4. The importance of acoustics can’t be overstated. In these settings we saw many students undertaking a lot of different activities at any one time. We saw students rehearsing drama plays, while next door their fellow students were playing the guitar and recording vocals, and others were studying the theories of dance. In these environments, to ensure everyone can enjoy their best learning experience, it’s so important that rooms (and more importantly, windows) are appropriately acoustically isolated. We saw a few different ways of doing this, with timber windows, double glazing, acoustic panels, and absorbent ceilings. In one facility we noticed that the low sound of the drums could be heard rooms away. Interestingly, the rooms were fully acoustically treated, however the vibrations of the noise were transferring through the concrete slab – I hadn’t considered this before, but will definitely now keep it in mind for places like recording studios.

5. At both facilities we visited, we discovered the popularity of the creative courses has increased, since the facility was built. What a fantastic outcome. At Loyola College, where they have been enjoying their theatre for the past two years, course numbers have increased to the point where they believe they could have used another Multipurpose Room, as their dance and drama numbers are increasing in some year groups. While this is currently managed through timetabling, it is something they might need to look at in the future. This is an interesting concept, where a building is designed for the current and expected trends, but the very fact of the creation of the building means the facility is persuading more students to take up these creative subjects.
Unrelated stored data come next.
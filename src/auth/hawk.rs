//! Hawk `Authorization` header generation.

use base64::{Engine as _, engine::general_purpose::STANDARD};
use hmac::{Hmac, Mac};
use log::warn;
use rand::{Rng, distributions::Alphanumeric};
use reqwest::{Method, Url};
use sha1::Sha1;
use sha2::Sha256;
use std::time::{SystemTime, UNIX_EPOCH};

use super::{Credentials, Signer};

type HmacSha1 = Hmac<Sha1>;
type HmacSha256 = Hmac<Sha256>;

const HEADER_VERSION: &str = "1";
const NONCE_LEN: usize = 6;

/// MAC algorithms accepted in engine credentials.
#[derive(Debug, Clone, Copy, PartialEq, Eq)]
enum Algorithm {
    Sha1,
    Sha256,
}

impl Algorithm {
    fn parse(name: &str) -> Option<Self> {
        match name.to_ascii_lowercase().as_str() {
            "sha1" => Some(Algorithm::Sha1),
            "sha256" => Some(Algorithm::Sha256),
            _ => None,
        }
    }

    fn mac(self, key: &[u8], data: &[u8]) -> Option<Vec<u8>> {
        match self {
            Algorithm::Sha1 => {
                let mut mac = HmacSha1::new_from_slice(key).ok()?;
                mac.update(data);
                Some(mac.finalize().into_bytes().to_vec())
            }
            Algorithm::Sha256 => {
                let mut mac = HmacSha256::new_from_slice(key).ok()?;
                mac.update(data);
                Some(mac.finalize().into_bytes().to_vec())
            }
        }
    }
}

/// Signs requests with the Hawk header scheme (no payload hash, no ext).
#[derive(Debug, Clone, Copy, Default)]
pub struct HawkSigner;

impl HawkSigner {
    pub fn new() -> Self {
        Self
    }

    /// Builds the header for a fixed timestamp and nonce.
    ///
    /// Returns `None` if the URL cannot be parsed or the algorithm is neither
    /// `sha1` nor `sha256`.
    pub fn header_at(
        &self,
        url: &str,
        method: &Method,
        credentials: &Credentials,
        ts: u64,
        nonce: &str,
    ) -> Option<String> {
        let Some(algorithm) = Algorithm::parse(&credentials.algorithm) else {
            warn!(
                "Unsupported Hawk algorithm '{}' for credentials {}",
                credentials.algorithm, credentials.id
            );
            return None;
        };

        let parsed = match Url::parse(url) {
            Ok(parsed) => parsed,
            Err(e) => {
                warn!("Cannot sign invalid URL {}: {}", url, e);
                return None;
            }
        };

        let normalized = normalized_string(&parsed, method, ts, nonce)?;
        let mac = STANDARD.encode(algorithm.mac(credentials.key.as_bytes(), normalized.as_bytes())?);

        Some(format!(
            "Hawk id=\"{}\", ts=\"{}\", nonce=\"{}\", mac=\"{}\"",
            credentials.id, ts, nonce, mac
        ))
    }
}

impl Signer for HawkSigner {
    fn sign(&self, url: &str, method: &Method, credentials: Option<&Credentials>) -> String {
        let Some(credentials) = credentials else {
            return String::new();
        };
        self.header_at(url, method, credentials, now_secs(), &nonce())
            .unwrap_or_default()
    }
}

/// The string covered by the MAC.
fn normalized_string(url: &Url, method: &Method, ts: u64, nonce: &str) -> Option<String> {
    let host = url.host_str()?;
    let port = url.port_or_known_default()?;
    let resource = match url.query() {
        Some(query) => format!("{}?{}", url.path(), query),
        None => url.path().to_string(),
    };

    // hash and ext are left empty
    Some(format!(
        "hawk.{}.header\n{}\n{}\n{}\n{}\n{}\n{}\n\n\n",
        HEADER_VERSION,
        ts,
        nonce,
        method.as_str().to_uppercase(),
        resource,
        host.to_lowercase(),
        port
    ))
}

fn now_secs() -> u64 {
    SystemTime::now()
        .duration_since(UNIX_EPOCH)
        .map(|d| d.as_secs())
        .unwrap_or_default()
}

fn nonce() -> String {
    rand::thread_rng()
        .sample_iter(&Alphanumeric)
        .take(NONCE_LEN)
        .map(char::from)
        .collect()
}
A factor of ‘if you build it they will come’? I don’t really know how a school allows for this type of growth but it would be interesting to see if this has also happenex elsewhere.

6. One thing that needs to be remembered in the creation of a Performing Arts Centre is that they are expensive spaces. They therefore really need to work hard for the College, as either an often-occupied, timetabled space, or as a potentially public hired building, which is arguably easier within a private school environment than in a public one. If the space is to be fully utilised (ie timetabled) for student learning then the materials and finishes need to be really robust and hard-wearing. If the building is going to ‘pay it’s way’ by being hired out to the public then the materials can probably be more refined but the Centre will need to include things like a fully fitted out Bio box and a flytower. Which is also infinitely helpful to student learning so is a worthwhile inclusion. I understand though the tension of providing a functional space for student learning, while also ensuring you don’t have an expensive facility on site that sits empty. Both the facilities we visited had embraced the opportunities of being more than just an empty theatre, and I believe the learning at each College would be richer because of this.

7. We were very fortunate to share some time with the music and drama staff at Loyola College, who generously chatted with us about their new facility. As always, it reaffirmed to me the requirement of architects and planners to talk to teachers about their spaces, during design. It never occurred to me (though it should, I play the saxophone so I know about cleaning my instrument!) that the 30 students learning clarinet all need to clean, drain and dry their mouthpieces at the end of their class, so of course a band room needs a sink and a drainer. I never thought about that. Also that all doors need to be wider than you think, as the tuba and double bass cases are massive. Once again, I appreciate how well the users of their facilities know their requirements, and so generously share their advice when they are part of the team.

So, that’s my Performing Arts Centre adventures and what I learnt on day 1 of my Melbourne tour this month. Thank you for reading if you’ve made it this far!